■ Goal of the exercise ■
For the data below, report the number of lines that contain the string "HashMap" and nothing else.

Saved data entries
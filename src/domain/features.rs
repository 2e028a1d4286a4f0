//! Feature schema shared by training and serving.
//!
//! The extractor emits one fixed-length vector per game: the home team's
//! block followed by the away team's block, in the order of
//! [`TEAM_FEATURE_NAMES`]. Changing the order or length invalidates every
//! persisted model artifact, so both are compile-time constants.

use std::fmt;

/// Rolling-window features computed per team.
pub const TEAM_FEATURE_COUNT: usize = 22;

/// Total model input width: one block per side.
pub const FEATURE_COUNT: usize = TEAM_FEATURE_COUNT * 2;

/// Completed games a team must have before the cutoff to be predictable.
pub const MIN_PRIOR_GAMES: usize = 3;

/// Per-team feature names, unprefixed, in vector order.
pub const TEAM_FEATURE_NAMES: [&str; TEAM_FEATURE_COUNT] = [
    // Offense, rolling means
    "pass_yards",
    "pass_touchdowns",
    "completion_pct",
    "rush_yards",
    "rush_touchdowns",
    "total_yards",
    "points_scored",
    "turnovers",
    // Defense, rolling means
    "pass_yards_allowed",
    "rush_yards_allowed",
    "total_yards_allowed",
    "points_allowed",
    "sacks",
    "interceptions",
    "turnovers_forced",
    // Situation
    "is_home",
    "rest_days",
    "temperature",
    "wind",
    // Trend
    "recent_win_pct",
    "current_streak",
    "h2h_win_pct",
];

/// All 44 input names, `home_`-prefixed block then `away_`-prefixed block.
pub fn feature_names() -> Vec<String> {
    let mut names = Vec::with_capacity(FEATURE_COUNT);
    for prefix in ["home", "away"] {
        for name in TEAM_FEATURE_NAMES {
            names.push(format!("{prefix}_{name}"));
        }
    }
    names
}

/// Model input for one game, laid out per the schema above.
#[derive(Debug, Clone, PartialEq)]
pub struct GameFeatureVector {
    values: [f64; FEATURE_COUNT],
}

impl GameFeatureVector {
    pub fn from_team_blocks(
        home: [f64; TEAM_FEATURE_COUNT],
        away: [f64; TEAM_FEATURE_COUNT],
    ) -> Self {
        let mut values = [0.0; FEATURE_COUNT];
        values[..TEAM_FEATURE_COUNT].copy_from_slice(&home);
        values[TEAM_FEATURE_COUNT..].copy_from_slice(&away);
        Self { values }
    }

    pub fn as_slice(&self) -> &[f64] {
        &self.values
    }

    pub fn to_vec(&self) -> Vec<f64> {
        self.values.to_vec()
    }
}

impl fmt::Display for GameFeatureVector {
    fn fmt(&self, f: &mut fmt::Formatter<'_>) -> fmt::Result {
        write!(f, "GameFeatureVector({} features)", FEATURE_COUNT)
    }
}

#[cfg(test)]
mod tests {
    use super::*;

    #[test]
    fn test_names_cover_both_blocks_in_order() {
        let names = feature_names();
        assert_eq!(names.len(), FEATURE_COUNT);
        assert_eq!(names[0], "home_pass_yards");
        assert!(names[..TEAM_FEATURE_COUNT].iter().all(|n| n.starts_with("home_")));
        assert!(names[TEAM_FEATURE_COUNT..].iter().all(|n| n.starts_with("away_")));
        assert_eq!(names[FEATURE_COUNT - 1], "away_h2h_win_pct");
    }

    #[test]
    fn test_blocks_land_in_declared_positions() {
        let home = [1.0; TEAM_FEATURE_COUNT];
        let away = [2.0; TEAM_FEATURE_COUNT];
        let vector = GameFeatureVector::from_team_blocks(home, away);
        let slice = vector.as_slice();
        assert_eq!(slice.len(), FEATURE_COUNT);
        assert!(slice[..TEAM_FEATURE_COUNT].iter().all(|v| *v == 1.0));
        assert!(slice[TEAM_FEATURE_COUNT..].iter().all(|v| *v == 2.0));
    }
}
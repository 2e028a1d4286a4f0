use anyhow::{Context, Result};

use sqlx::sqlite::{SqliteConnectOptions, SqlitePool, SqlitePoolOptions};
use std::path::Path;
use std::str::FromStr;
use tokio::fs;
use tracing::info;

/// Database wrapper owning the connection pool.
#[derive(Clone)]
pub struct Database {
    pub pool: SqlitePool,
}

impl Database {
    pub async fn new(db_url: &str) -> Result<Self> {
        // Ensure the directory exists if it's a file path
        if let Some(path_part) = db_url.strip_prefix("sqlite://") {
            let path = Path::new(path_part);
            if let Some(parent) = path.parent()
                && !parent.exists()
            {
                fs::create_dir_all(parent)
                    .await
                    .context("Failed to create database directory")?;
            }
        }

        let options = SqliteConnectOptions::from_str(db_url)?
            .create_if_missing(true)
            .journal_mode(sqlx::sqlite::SqliteJournalMode::Wal); // Better for concurrency

        let pool = SqlitePoolOptions::new()
            .max_connections(5)
            .connect_with(options)
            .await
            .context("Failed to connect to SQLite database")?;

        info!("Connected to database: {}", db_url);

        let db = Self { pool };
        db.init().await?;

        Ok(db)
    }

    /// Initialize database schema
    async fn init(&self) -> Result<()> {
        let mut conn = self.pool.acquire().await?;

        sqlx::query(
            r#"
            CREATE TABLE IF NOT EXISTS teams (
                id INTEGER PRIMARY KEY,
                abbreviation TEXT NOT NULL UNIQUE,
                name TEXT NOT NULL
            );
            "#,
        )
        .execute(&mut *conn)
        .await
        .context("Failed to create teams table")?;

        sqlx::query(
            r#"
            CREATE TABLE IF NOT EXISTS games (
                id TEXT PRIMARY KEY,
                season INTEGER NOT NULL,
                week INTEGER NOT NULL,
                date DATE NOT NULL,
                home_team_id INTEGER NOT NULL REFERENCES teams(id),
                away_team_id INTEGER NOT NULL REFERENCES teams(id),
                home_score INTEGER,
                away_score INTEGER,
                temperature INTEGER,
                wind INTEGER
            );
            "#,
        )
        .execute(&mut *conn)
        .await
        .context("Failed to create games table")?;

        sqlx::query(
            r#"
            CREATE INDEX IF NOT EXISTS idx_games_season_week
            ON games (season, week);
            "#,
        )
        .execute(&mut *conn)
        .await
        .context("Failed to create games season index")?;

        sqlx::query(
            r#"
            CREATE INDEX IF NOT EXISTS idx_games_date
            ON games (date);
            "#,
        )
        .execute(&mut *conn)
        .await
        .context("Failed to create games date index")?;

        sqlx::query(
            r#"
            CREATE TABLE IF NOT EXISTS team_game_stats (
                game_id TEXT NOT NULL REFERENCES games(id),
                team_id INTEGER NOT NULL REFERENCES teams(id),
                pass_attempts INTEGER NOT NULL DEFAULT 0,
                pass_completions INTEGER NOT NULL DEFAULT 0,
                pass_yards INTEGER NOT NULL DEFAULT 0,
                pass_touchdowns INTEGER NOT NULL DEFAULT 0,
                rush_attempts INTEGER NOT NULL DEFAULT 0,
                rush_yards INTEGER NOT NULL DEFAULT 0,
                rush_touchdowns INTEGER NOT NULL DEFAULT 0,
                interceptions_thrown INTEGER NOT NULL DEFAULT 0,
                fumbles_lost INTEGER NOT NULL DEFAULT 0,
                def_sacks INTEGER NOT NULL DEFAULT 0,
                def_interceptions INTEGER NOT NULL DEFAULT 0,
                def_fumbles_forced INTEGER NOT NULL DEFAULT 0,
                PRIMARY KEY (game_id, team_id)
            );
            "#,
        )
        .execute(&mut *conn)
        .await
        .context("Failed to create team_game_stats table")?;

        sqlx::query(
            r#"
            CREATE INDEX IF NOT EXISTS idx_team_game_stats_team
            ON team_game_stats (team_id);
            "#,
        )
        .execute(&mut *conn)
        .await
        .context("Failed to create stats team index")?;

        sqlx::query(
            r#"
            CREATE TABLE IF NOT EXISTS model_versions (
                version TEXT PRIMARY KEY,
                created_at TEXT NOT NULL,
                start_season INTEGER NOT NULL,
                end_season INTEGER NOT NULL,
                training_samples INTEGER NOT NULL,
                winner_accuracy REAL NOT NULL,
                spread_mae REAL NOT NULL,
                total_mae REAL NOT NULL,
                winner_path TEXT NOT NULL,
                spread_path TEXT NOT NULL,
                total_path TEXT NOT NULL,
                is_active BOOLEAN NOT NULL DEFAULT 0
            );
            "#,
        )
        .execute(&mut *conn)
        .await
        .context("Failed to create model_versions table")?;

        sqlx::query(
            r#"
            CREATE INDEX IF NOT EXISTS idx_model_versions_active
            ON model_versions (is_active);
            "#,
        )
        .execute(&mut *conn)
        .await
        .context("Failed to create model version index")?;

        info!("Database schema initialized.");
        Ok(())
    }
}
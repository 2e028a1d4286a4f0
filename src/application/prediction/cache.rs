//! TTL cache for served predictions.
//!
//! Entries are keyed by game and model version, so a version change makes
//! every older entry unreachable without any flush ordering. Concurrent
//! misses on one key collapse into a single computation; failures are
//! never cached.

use std::collections::HashMap;
use std::future::Future;
use std::sync::{Arc, Mutex, RwLock};
use std::time::{Duration, Instant};

use tokio::sync::Mutex as AsyncMutex;
use tracing::error;

use crate::domain::errors::PredictionError;
use crate::domain::prediction::PredictionResult;

/// A cached prediction is only reusable for the exact model version that
/// produced it.
#[derive(Debug, Clone, PartialEq, Eq, Hash)]
pub struct ForecastKey {
    pub game_id: String,
    pub version: String,
}

struct CacheEntry {
    result: PredictionResult,
    inserted_at: Instant,
}

pub struct ForecastCache {
    ttl: Duration,
    entries: RwLock<HashMap<ForecastKey, CacheEntry>>,
    in_flight: Mutex<HashMap<ForecastKey, Arc<AsyncMutex<()>>>>,
}

impl ForecastCache {
    pub fn new(ttl: Duration) -> Self {
        Self {
            ttl,
            entries: RwLock::new(HashMap::new()),
            in_flight: Mutex::new(HashMap::new()),
        }
    }

    /// Fresh entry for `key`, if any. Expired entries read as absent.
    pub fn get(&self, key: &ForecastKey) -> Option<PredictionResult> {
        let guard = match self.entries.read() {
            Ok(guard) => guard,
            Err(poisoned) => poisoned.into_inner(),
        };
        guard
            .get(key)
            .filter(|entry| entry.inserted_at.elapsed() < self.ttl)
            .map(|entry| entry.result.clone())
    }

    pub fn insert(&self, key: ForecastKey, result: PredictionResult) {
        let entry = CacheEntry {
            result,
            inserted_at: Instant::now(),
        };
        match self.entries.write() {
            Ok(mut guard) => {
                guard.insert(key, entry);
            }
            Err(poisoned) => {
                error!("ForecastCache: lock poisoned during insert, recovering");
                poisoned.into_inner().insert(key, entry);
            }
        }
    }

    /// Drops every entry produced by a version other than `version`.
    pub fn retain_version(&self, version: &str) {
        let mut guard = match self.entries.write() {
            Ok(guard) => guard,
            Err(poisoned) => poisoned.into_inner(),
        };
        guard.retain(|key, _| key.version == version);
    }

    pub fn clear(&self) {
        match self.entries.write() {
            Ok(mut guard) => guard.clear(),
            Err(poisoned) => poisoned.into_inner().clear(),
        }
    }

    pub fn len(&self) -> usize {
        match self.entries.read() {
            Ok(guard) => guard.len(),
            Err(poisoned) => poisoned.into_inner().len(),
        }
    }

    pub fn is_empty(&self) -> bool {
        self.len() == 0
    }

    /// Cached value if fresh, otherwise runs `compute` under a per-key
    /// gate. Waiters re-check the cache after the leader finishes, so one
    /// burst of identical requests costs one computation.
    pub async fn get_or_compute<F, Fut>(
        &self,
        key: ForecastKey,
        compute: F,
    ) -> Result<PredictionResult, PredictionError>
    where
        F: FnOnce() -> Fut,
        Fut: Future<Output = Result<PredictionResult, PredictionError>>,
    {
        if let Some(hit) = self.get(&key) {
            return Ok(hit);
        }

        let gate = self.gate(&key);
        let guard = gate.lock().await;
        if let Some(hit) = self.get(&key) {
            return Ok(hit);
        }

        let outcome = compute().await;
        if let Ok(result) = &outcome {
            self.insert(key.clone(), result.clone());
        }
        drop(guard);
        self.release(&key);
        outcome
    }

    fn gate(&self, key: &ForecastKey) -> Arc<AsyncMutex<()>> {
        let mut guard = match self.in_flight.lock() {
            Ok(guard) => guard,
            Err(poisoned) => poisoned.into_inner(),
        };
        guard.entry(key.clone()).or_default().clone()
    }

    fn release(&self, key: &ForecastKey) {
        let mut guard = match self.in_flight.lock() {
            Ok(guard) => guard,
            Err(poisoned) => poisoned.into_inner(),
        };
        guard.remove(key);
    }
}
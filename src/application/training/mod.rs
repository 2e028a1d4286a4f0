pub mod dataset;
pub mod run;

pub use dataset::{DatasetBuilder, TrainingDataset, TrainingExample};
pub use run::{Trainer, TrainingReport};
//! Turns completed games into labeled training examples.

use std::sync::Arc;

use chrono::NaiveDate;
use tracing::debug;

use crate::application::features::FeatureExtractor;
use crate::domain::errors::{PredictionError, TrainingError};
use crate::domain::features::GameFeatureVector;
use crate::domain::model_version::SeasonRange;
use crate::domain::repositories::HistoryStore;

/// One completed game with features extracted as of its own date and the
/// three regression targets.
#[derive(Debug, Clone)]
pub struct TrainingExample {
    pub game_id: String,
    pub date: NaiveDate,
    pub features: GameFeatureVector,
    /// 1.0 when the home side won, 0.0 on a loss or tie.
    pub home_win: f64,
    /// `home_score - away_score`.
    pub spread: f64,
    /// `home_score + away_score`.
    pub total: f64,
}

/// Chronologically ordered examples for one season range.
#[derive(Debug)]
pub struct TrainingDataset {
    pub seasons: SeasonRange,
    pub examples: Vec<TrainingExample>,
    /// Games dropped because a side lacked the minimum prior history.
    pub skipped: usize,
}

pub struct DatasetBuilder {
    store: Arc<dyn HistoryStore>,
    extractor: FeatureExtractor,
}

impl DatasetBuilder {
    pub fn new(store: Arc<dyn HistoryStore>, lookback: usize) -> Self {
        let extractor = FeatureExtractor::new(store.clone(), lookback);
        Self { store, extractor }
    }

    /// Builds the dataset for the inclusive season range. Every example's
    /// features are computed with `cutoff = game.date`, so early-season
    /// games only see prior seasons. Fails fast on an inverted range and
    /// on a range that produces no usable examples.
    pub async fn build(
        &self,
        start_season: u16,
        end_season: u16,
    ) -> Result<TrainingDataset, TrainingError> {
        if start_season > end_season {
            return Err(TrainingError::InvalidRange {
                start: start_season,
                end: end_season,
            });
        }

        let games = self
            .store
            .completed_games_between(start_season, end_season)
            .await?;

        let mut examples = Vec::with_capacity(games.len());
        let mut skipped = 0usize;
        for game in games {
            let (Some(home_score), Some(away_score)) = (game.home_score, game.away_score)
            else {
                continue;
            };
            match self.extractor.extract(&game, game.date).await {
                Ok(features) => examples.push(TrainingExample {
                    game_id: game.id,
                    date: game.date,
                    features,
                    home_win: if home_score > away_score { 1.0 } else { 0.0 },
                    spread: f64::from(home_score - away_score),
                    total: f64::from(home_score + away_score),
                }),
                Err(PredictionError::InsufficientHistory {
                    team, completed, ..
                }) => {
                    skipped += 1;
                    debug!(
                        game_id = %game.id,
                        %team,
                        completed,
                        "skipping game without enough prior history"
                    );
                }
                Err(source) => {
                    return Err(TrainingError::Extraction {
                        game_id: game.id,
                        source,
                    });
                }
            }
        }

        if examples.is_empty() {
            return Err(TrainingError::EmptyDataset {
                start: start_season,
                end: end_season,
                skipped,
            });
        }

        Ok(TrainingDataset {
            seasons: SeasonRange::new(start_season, end_season),
            examples,
            skipped,
        })
    }
}

/// Splits without shuffling; the trailing `holdout` share is the
/// evaluation slice. Small inputs may get an empty evaluation slice.
pub fn chronological_split(
    examples: &[TrainingExample],
    holdout: f64,
) -> (&[TrainingExample], &[TrainingExample]) {
    let tail = (examples.len() as f64 * holdout).floor() as usize;
    examples.split_at(examples.len() - tail)
}

#[cfg(test)]
mod tests {
    use super::*;
    use crate::domain::features::TEAM_FEATURE_COUNT;

    fn example(index: usize) -> TrainingExample {
        TrainingExample {
            game_id: format!("2024_{:02}_A_B", index + 1),
            date: NaiveDate::from_ymd_opt(2024, 9, 1)
                .unwrap()
                .checked_add_days(chrono::Days::new(index as u64 * 7))
                .unwrap(),
            features: GameFeatureVector::from_team_blocks(
                [index as f64; TEAM_FEATURE_COUNT],
                [0.0; TEAM_FEATURE_COUNT],
            ),
            home_win: 1.0,
            spread: 3.0,
            total: 45.0,
        }
    }

    #[test]
    fn test_split_reserves_the_chronological_tail() {
        let examples: Vec<_> = (0..10).map(example).collect();
        let (train, eval) = chronological_split(&examples, 0.2);
        assert_eq!(train.len(), 8);
        assert_eq!(eval.len(), 2);
        assert_eq!(eval[0].game_id, "2024_09_A_B");
        assert_eq!(eval[1].game_id, "2024_10_A_B");
        assert!(train.last().unwrap().date < eval.first().unwrap().date);
    }

    #[test]
    fn test_split_of_tiny_input_keeps_everything_for_training() {
        let examples: Vec<_> = (0..3).map(example).collect();
        let (train, eval) = chronological_split(&examples, 0.2);
        assert_eq!(train.len(), 3);
        assert!(eval.is_empty());
    }
}
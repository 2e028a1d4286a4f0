//! Prediction binary.
//!
//! Serves predictions for single games or whole week slates from the
//! active model version, printing the JSON the service produces.
//!
//! # Usage
//! ```sh
//! cargo run --bin predict -- game 2023_10_KC_BUF
//! cargo run --bin predict -- week 2023 10
//! cargo run --bin predict -- model-info
//! ```

use anyhow::Result;
use clap::{Parser, Subcommand};
use gridcast::application::prediction::PredictionService;
use gridcast::config::Config;
use gridcast::infrastructure::persistence::{Database, SqliteHistoryStore, SqliteModelRegistry};
use std::sync::Arc;
use tracing::Level;
use tracing_subscriber::prelude::*;

#[derive(Parser)]
#[command(author, version, about, long_about = None)]
struct Cli {
    #[command(subcommand)]
    command: Commands,
}

#[derive(Subcommand)]
enum Commands {
    /// Predict a single game by id
    Game {
        /// Game id, e.g. 2023_10_KC_BUF
        game_id: String,
    },
    /// Predict every game of a week
    Week {
        /// Season year
        season: u16,
        /// Week number
        week: u8,
    },
    /// Show the active model version
    ModelInfo,
}

#[tokio::main]
async fn main() -> Result<()> {
    dotenvy::dotenv().ok();

    let stdout_layer = tracing_subscriber::fmt::layer().with_target(false).pretty();
    tracing_subscriber::registry()
        .with(tracing_subscriber::EnvFilter::from_default_env().add_directive(Level::INFO.into()))
        .with(stdout_layer)
        .init();

    let cli = Cli::parse();
    let config = Config::from_env()?;

    let database = Database::new(&config.database_url).await?;
    let store = Arc::new(SqliteHistoryStore::new(database.pool.clone()));
    let registry = Arc::new(SqliteModelRegistry::new(database.pool.clone()));
    let service = PredictionService::new(store, registry, &config);

    match cli.command {
        Commands::Game { game_id } => {
            let outcome = service.predict_game(&game_id).await;
            println!("{}", serde_json::to_string_pretty(&outcome)?);
        }
        Commands::Week { season, week } => {
            let outcomes = service.predict_week(season, week).await?;
            println!("{}", serde_json::to_string_pretty(&outcomes)?);
        }
        Commands::ModelInfo => match service.model_info().await? {
            Some(info) => println!("{}", serde_json::to_string_pretty(&info)?),
            None => println!("No active model version. Run the train binary first."),
        },
    }

    Ok(())
}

■ Response to the task ■
5